New experimental component Karpenter for cost-effective node scaling

Karpenter is a new big feature that we offer in our AWS reference solution

Today we manage Kubernetes nodes in a classic way through AWS autoscaling groups. However doing it this way brings a couple restrictions, most importantly that nodes are not optimally/automatically matched for the workloads (leaving CPU or Memory unused). Karpenter automatically launches just the right compute resources to handle your cluster’s applications. It is designed to let you take full advantage of the cloud with fast and simple compute provisioning for Kubernetes clusters.

How it works

In Karpenter you can use provisioners to tell Karpenter what constraints it needs to take into account. Depending on how dynamic you configure this provider you allow more flexibility to Karpenter and therefore it can make decisions to launch/terminate instances in order to have the optimal usage of the running instance and therefore save costs. Karpenter also plugs directly into the AWS API to make optimal cost-saving decisions.

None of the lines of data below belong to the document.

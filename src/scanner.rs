//! Recursive source directory scanning.
//!
//! The scanner walks each source tree and produces one [`FileRecord`] per
//! organizable file. Protected directories are pruned before descent, engine
//! artifacts from earlier runs are skipped by name, and configured exclusion
//! rules drop individual files. Unreadable entries become report errors
//! instead of aborting the walk.

use crate::config::ScanFilters;
use crate::guard::PathGuard;
use std::cell::Cell;
use std::path::{Path, PathBuf};
use std::time::{SystemTime, UNIX_EPOCH};
use walkdir::WalkDir;

/// A file found during scanning, with the metadata classification needs.
#[derive(Debug, Clone)]
pub struct FileRecord {
    pub path: PathBuf,
    pub size_bytes: u64,
    pub modified: SystemTime,
    /// Lowercased extension without the leading dot, if any.
    pub extension: Option<String>,
    /// Sniffed MIME type, filled during analysis when needed.
    pub mime: Option<String>,
}

/// A non-fatal problem encountered while scanning.
#[derive(Debug, Clone)]
pub struct ScanError {
    pub path: PathBuf,
    pub reason: String,
}

impl std::fmt::Display for ScanError {
    fn fmt(&self, f: &mut std::fmt::Formatter<'_>) -> std::fmt::Result {
        write!(f, "Failed to scan '{}': {}", self.path.display(), self.reason)
    }
}

/// Result of scanning one source tree.
#[derive(Debug, Default)]
pub struct ScanReport {
    pub records: Vec<FileRecord>,
    pub errors: Vec<ScanError>,
    /// Protected entries pruned from the walk.
    pub protected_skipped: u64,
}

/// Walks source trees and collects organizable files.
pub struct Scanner<'a> {
    guard: &'a PathGuard,
    filters: &'a ScanFilters,
    /// Filenames the engine itself writes, skipped at any depth.
    artifact_names: Vec<String>,
}

impl<'a> Scanner<'a> {
    pub fn new(
        guard: &'a PathGuard,
        filters: &'a ScanFilters,
        artifact_names: Vec<String>,
    ) -> Self {
        Self {
            guard,
            filters,
            artifact_names,
        }
    }

    /// Scans one source tree, pruning protected entries before descent.
    pub fn scan(&self, root: &Path) -> ScanReport {
        let mut report = ScanReport::default();
        let pruned = Cell::new(0u64);

        let walker = WalkDir::new(root)
            .follow_links(false)
            .into_iter()
            .filter_entry(|entry| {
                // Vetoing a directory here prunes its whole subtree.
                if self.guard.is_protected(entry.path()) {
                    pruned.set(pruned.get() + 1);
                    false
                } else {
                    true
                }
            });

        for entry in walker {
            let entry = match entry {
                Ok(entry) => entry,
                Err(e) => {
                    let path = e
                        .path()
                        .map(Path::to_path_buf)
                        .unwrap_or_else(|| root.to_path_buf());
                    report.errors.push(ScanError {
                        path,
                        reason: e.to_string(),
                    });
                    continue;
                }
            };

            if !entry.file_type().is_file() {
                continue;
            }

            let file_name = entry.file_name().to_string_lossy().into_owned();
            if self.artifact_names.iter().any(|name| *name == file_name) {
                continue;
            }
            if self.filters.is_excluded(entry.path()) {
                continue;
            }

            let metadata = match entry.metadata() {
                Ok(metadata) => metadata,
                Err(e) => {
                    report.errors.push(ScanError {
                        path: entry.path().to_path_buf(),
                        reason: e.to_string(),
                    });
                    continue;
                }
            };

            let path = entry.into_path();
            let extension = path
                .extension()
                .map(|ext| ext.to_string_lossy().to_lowercase());
            report.records.push(FileRecord {
                size_bytes: metadata.len(),
                modified: metadata.modified().unwrap_or(UNIX_EPOCH),
                extension,
                mime: None,
                path,
            });
        }

        report.protected_skipped = pruned.get();
        report
    }
}
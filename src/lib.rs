//! filetidy - organize files into a categorized target tree
//!
//! This library scans source directories, classifies each file by type, date,
//! size, or extension, and moves it into a structured target tree. Runs are
//! journaled for undo, duplicate contents are detected by hash, emptied source
//! folders are swept away, and system directories are never touched.

pub mod categories;
pub mod classifier;
pub mod cli;
pub mod config;
pub mod engine;
pub mod guard;
pub mod hasher;
pub mod journal;
pub mod output;
pub mod reaper;
pub mod resolver;
pub mod scanner;
pub mod undo;

pub use categories::CategoryTable;
pub use classifier::OrganizationMode;
pub use config::{ConfigError, EngineConfig};
pub use engine::{
    EngineError, OrganizePlan, Organizer, PreviewReport, RunReport, RunStatistics,
};
pub use resolver::DuplicateHandling;
pub use undo::{UndoEngine, UndoReport};

pub use cli::{Cli, run};
impl Organizer {
    /// Builds an organizer from configuration.
    ///
    /// # Errors
    ///
    /// Returns an error when exclusion patterns do not compile or the worker
    /// pool cannot be created.
    pub fn new(config: EngineConfig) -> EngineResult<Self> {
        let filters = config.scan.compile().map_err(EngineError::Config)?;
        let guard = PathGuard::with_extra(&config.protected.extra);
        let pool = rayon::ThreadPoolBuilder::new()
            .num_threads(config.run.max_workers.max(1))
            .build()
            .map_err(|e| {
                EngineError::Config(ConfigError::ConfigInvalid(format!(
                    "cannot build worker pool: {}",
                    e
                )))
            })?;

        Ok(Self {
            table: CategoryTable::standard(),
            guard,
            filters,
            settings: config.run,
            pool,
            cancel_flag: Arc::new(AtomicBool::new(false)),
            progress: None,
        })
    }

    /// Replaces the built-in category table.
    pub fn with_category_table(mut self, table: CategoryTable) -> Self {
        self.table = table;
        self
    }

    /// The flag that requests cooperative cancellation when set.
    ///
    /// The run finishes the file in flight, skips the cleanup sweep, and
    /// still persists the journal so completed moves stay undoable.
    pub fn cancel_flag(&self) -> Arc<AtomicBool> {
        Arc::clone(&self.cancel_flag)
    }

    /// Registers a callback for periodic progress updates.
    pub fn on_progress<F>(&mut self, callback: F)
    where
        F: Fn(&ProgressUpdate<'_>) + Send + Sync + 'static,
    {
        self.progress = Some(Box::new(callback));
    }

    /// Organizes files from the plan's sources into its target tree.
    ///
    /// The sources are scanned up front, so moving files never feeds the scan.
    /// The journal and duplicate map are written into the target even when the
    /// run is cancelled or moves nothing.
    ///
    /// # Examples
    ///
    /// ```no_run
    /// use filetidy::classifier::OrganizationMode;
    /// use filetidy::config::EngineConfig;
    /// use filetidy::engine::{OrganizePlan, Organizer};
    /// use filetidy::resolver::DuplicateHandling;
    /// use std::path::PathBuf;
    ///
    /// let organizer = Organizer::new(EngineConfig::default())?;
    /// let plan = OrganizePlan {
    ///     sources: vec![PathBuf::from("/home/user/Downloads")],
    ///     target: PathBuf::from("/home/user/Organized"),
    ///     mode: OrganizationMode::ByType,
    ///     duplicate_handling: DuplicateHandling::Rename,
    ///     junk_threshold_kb: None,
    /// };
    /// let report = organizer.organize(&plan)?;
    /// println!("Moved {} files", report.stats.moved);
    /// # Ok::<(), Box<dyn std::error::Error>>(())
    /// ```
    pub fn organize(&self, plan: &OrganizePlan) -> EngineResult<RunReport> {
        let (sources, sources_protected) = self.usable_sources(&plan.sources)?;

        if self.guard.is_protected(&plan.target) {
            return Err(EngineError::TargetUnavailable {
                path: plan.target.clone(),
                source: io::Error::new(
                    io::ErrorKind::PermissionDenied,
                    "target is a protected system path",
                ),
            });
        }
        fs::create_dir_all(&plan.target).map_err(|e| EngineError::TargetUnavailable {
            path: plan.target.clone(),
            source: e,
        })?;

        let mut stats = RunStatistics {
            protected_skipped: sources_protected,
            ..Default::default()
        };

        let (records, scan_errors) = self.scan_sources(&sources, &mut stats);

        let analyzed = self.analyze(records, plan);

        let mut journal = Journal::new();
        let mut duplicate_map = DuplicateMap::new();
        let mut category_counts: BTreeMap<String, u64> = BTreeMap::new();
        let interval = self.settings.progress_update_interval.max(1);
        let move_total = analyzed.len();

        for (index, file) in analyzed.iter().enumerate() {
            if self.cancel_flag.load(Ordering::Relaxed) {
                warn!("Cancellation requested, stopping with moves pending");
                break;
            }
            let done = index + 1;
            if done % interval == 0 || done == move_total {
                self.report_progress(done, move_total, &file.record.path, ProgressStage::Moving);
            }

            match self.move_into_place(&plan.target, file, plan.duplicate_handling) {
                MoveOutcome::Moved(operation) => {
                    debug!(
                        "Moved {} -> {}",
                        operation.source.display(),
                        operation.destination.display()
                    );
                    if let Some(hash) = &file.hash
                        && duplicate_map.record(hash.clone(), operation.destination.clone())
                    {
                        stats.duplicates += 1;
                    }
                    if file.segments == [JUNK_CATEGORY] {
                        stats.junk += 1;
                    }
                    stats.moved += 1;
                    stats.total_bytes += file.record.size_bytes;
                    *category_counts.entry(file.segments.join("/")).or_insert(0) += 1;
                    journal.push(operation);
                }
                MoveOutcome::Skipped => {
                    info!("Skipping {}: destination occupied", file.record.path.display());
                    stats.skipped += 1;
                }
                MoveOutcome::Failed(e) => {
                    warn!("{}", e);
                    stats.errors += 1;
                }
            }
        }

        let cancelled = self.cancel_flag.load(Ordering::Relaxed);

        if !cancelled {
            let reap_report = reaper::reap(&sources, &self.guard, self.settings.max_reap_passes);
            stats.empty_dirs_removed = reap_report.removed;
            if reap_report.errors > 0 {
                warn!("{} empty folders could not be removed", reap_report.errors);
            }
        }

        let journal_path = plan.target.join(&self.settings.journal_file);
        journal
            .save(&journal_path)
            .map_err(EngineError::JournalPersist)?;

        let duplicate_map_path = plan.target.join(&self.settings.duplicate_map_file);
        duplicate_map
            .save(&duplicate_map_path)
            .map_err(|e| EngineError::DuplicateMapPersist {
                path: duplicate_map_path.clone(),
                source: e,
            })?;

        info!(
            "Organized {} files into {} ({} skipped, {} errors)",
            stats.moved,
            plan.target.display(),
            stats.skipped,
            stats.errors
        );

        Ok(RunReport {
            stats,
            scan_errors,
            journal_path,
            duplicate_map_path,
            cancelled,
            category_counts,
        })
    }

    /// Computes what a run would do without touching any file.
    pub fn preview(&self, plan: &OrganizePlan) -> EngineResult<PreviewReport> {
        let (sources, sources_protected) = self.usable_sources(&plan.sources)?;

        let mut stats = RunStatistics {
            protected_skipped: sources_protected,
            ..Default::default()
        };
        let (records, scan_errors) = self.scan_sources(&sources, &mut stats);

        let junk_threshold = plan
            .junk_threshold_kb
            .unwrap_or(self.settings.junk_threshold_kb);
        let classified: Vec<(FileRecord, Vec<String>)> = self.pool.install(|| {
            records
                .into_par_iter()
                .map(|mut record| {
                    if plan.mode == OrganizationMode::ByType
                        && needs_mime_sniff(&record, &self.table)
                    {
                        record.mime = sniff_mime(&record.path);
                    }
                    let segments = classify(&record, plan.mode, junk_threshold, &self.table);
                    (record, segments)
                })
                .collect()
        });

        let mut report = PreviewReport {
            total_files: classified.len() as u64,
            total_bytes: 0,
            junk_files: 0,
            protected_skipped: stats.protected_skipped,
            category_counts: BTreeMap::new(),
            largest: Vec::new(),
            scan_errors,
        };

        let mut sizes: Vec<(PathBuf, u64)> = Vec::with_capacity(classified.len());
        for (record, segments) in classified {
            report.total_bytes += record.size_bytes;
            if segments == [JUNK_CATEGORY] {
                report.junk_files += 1;
            }
            *report.category_counts.entry(segments.join("/")).or_insert(0) += 1;
            sizes.push((record.path, record.size_bytes));
        }
        sizes.sort_by_key(|(_, size)| Reverse(*size));
        sizes.truncate(10);
        report.largest = sizes;

        Ok(report)
    }

    /// Drops missing and protected sources, erroring when none remain.
    fn usable_sources(&self, sources: &[PathBuf]) -> EngineResult<(Vec<PathBuf>, u64)> {
        let mut usable = Vec::new();
        let mut protected = 0u64;

        for source in sources {
            if !source.exists() {
                warn!("Source directory not found, skipping: {}", source.display());
                continue;
            }
            if self.guard.is_protected(source) {
                warn!(
                    "Source directory is protected, skipping: {}",
                    source.display()
                );
                protected += 1;
                continue;
            }
            usable.push(source.clone());
        }

        if usable.is_empty() {
            return Err(EngineError::NoUsableSources);
        }
        Ok((usable, protected))
    }

    fn scan_sources(
        &self,
        sources: &[PathBuf],
        stats: &mut RunStatistics,
    ) -> (Vec<FileRecord>, Vec<ScanError>) {
        let artifact_names = vec![
            self.settings.journal_file.clone(),
            self.settings.duplicate_map_file.clone(),
        ];
        let scanner = Scanner::new(&self.guard, &self.filters, artifact_names);

        let mut records = Vec::new();
        let mut errors = Vec::new();
        for source in sources {
            let report = scanner.scan(source);
            records.extend(report.records);
            errors.extend(report.errors);
            stats.protected_skipped += report.protected_skipped;
        }
        (records, errors)
    }

    /// Classifies and hashes the scanned files on the worker pool.
    ///
    /// Files that cannot be hashed are logged and stay out of duplicate
    /// tracking, but still move. Cancellation drops the remaining files
    /// without counting them.
    fn analyze(&self, records: Vec<FileRecord>, plan: &OrganizePlan) -> Vec<AnalyzedFile> {
        let junk_threshold = plan
            .junk_threshold_kb
            .unwrap_or(self.settings.junk_threshold_kb);
        let interval = self.settings.progress_update_interval.max(1);
        let total = records.len();
        let counter = AtomicUsize::new(0);

        self.pool.install(|| {
            records
                .into_par_iter()
                .filter_map(|mut record| {
                    if self.cancel_flag.load(Ordering::Relaxed) {
                        return None;
                    }
                    let done = counter.fetch_add(1, Ordering::Relaxed) + 1;
                    if done % interval == 0 || done == total {
                        self.report_progress(done, total, &record.path, ProgressStage::Analyzing);
                    }

                    if plan.mode == OrganizationMode::ByType
                        && needs_mime_sniff(&record, &self.table)
                    {
                        record.mime = sniff_mime(&record.path);
                    }
                    let segments = classify(&record, plan.mode, junk_threshold, &self.table);

                    let hash = match hash_file(&record.path) {
                        Ok(hash) => Some(hash),
                        Err(e) => {
                            warn!("Cannot hash {}: {}", record.path.display(), e);
                            None
                        }
                    };

                    Some(AnalyzedFile {
                        record,
                        segments,
                        hash,
                    })
                })
                .collect()
        })
    }

    /// Moves one analyzed file under the target, applying the collision policy.
    fn move_into_place(
        &self,
        target: &Path,
        file: &AnalyzedFile,
        policy: DuplicateHandling,
    ) -> MoveOutcome {
        let source_path = &file.record.path;
        if !source_path.exists() {
            return MoveOutcome::Failed(MoveError::SourceVanished {
                path: source_path.clone(),
            });
        }
        let Some(file_name) = source_path.file_name() else {
            return MoveOutcome::Failed(MoveError::Transfer {
                source_path: source_path.clone(),
                destination: target.to_path_buf(),
                source: io::Error::new(io::ErrorKind::InvalidInput, "file has no name component"),
            });
        };

        let mut candidate = target.to_path_buf();
        for segment in &file.segments {
            candidate.push(segment);
        }
        candidate.push(file_name);

        let destination = match resolve(&candidate, policy) {
            Resolution::Final(path) => path,
            Resolution::Skip => return MoveOutcome::Skipped,
        };

        if let Some(parent) = destination.parent()
            && let Err(e) = fs::create_dir_all(parent)
        {
            return MoveOutcome::Failed(MoveError::DirectoryCreation {
                path: parent.to_path_buf(),
                source: e,
            });
        }

        if let Err(e) = transfer(source_path, &destination) {
            return MoveOutcome::Failed(MoveError::Transfer {
                source_path: source_path.clone(),
                destination,
                source: e,
            });
        }

        MoveOutcome::Moved(Operation::moved(
            source_path.clone(),
            destination,
            file.record.size_bytes,
            file.hash.clone(),
        ))
    }

    fn report_progress(&self, current: usize, total: usize, path: &Path, stage: ProgressStage) {
        if let Some(callback) = &self.progress {
            callback(&ProgressUpdate {
                current,
                total,
                path,
                stage,
            });
        }
    }
}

To visualise the node usage and estimated cost on your cluster you can make use of eks-node-viewer: Screenshot of eks-node-viewer output

Requirements

As with all great power comes great responsibility. As you can imagine Karpenter can be quite agressive in moving pods around in order to achieve its perfect state. When pods running on such nodes are not following best practices this could lead to unwanted interruptions of pods and potentially downtime for services running on Kubernetes. Therefore we decided not to fully migrate to Karpenter by default yet.

For more information regarding what is needed for your workloads in order to work together with Karpenter, you can check out the upstream docs and reach out to us. During workshops etc. our team also already tries to teach you many of these practices, like configuring Pod Disruption Budgets.

Next steps

The first version of our implementation is ready for those who want to test it out.

Since there are (possibly) application changes needed to have a stable platform we’ll work with a phased approach on releasing Karpenter.

If you are interested in this feature, please reach out to us via @help and/or by creating a GitHub issue. Once we’ve validated that all requirements are met we can enable this feature for your cluster(s).

Once we have more data on how our customer’s workloads and Karpenter work together, we will proactively reach out to you to assist you in the process to transition the node pools of your cluster(s) to Karpenter.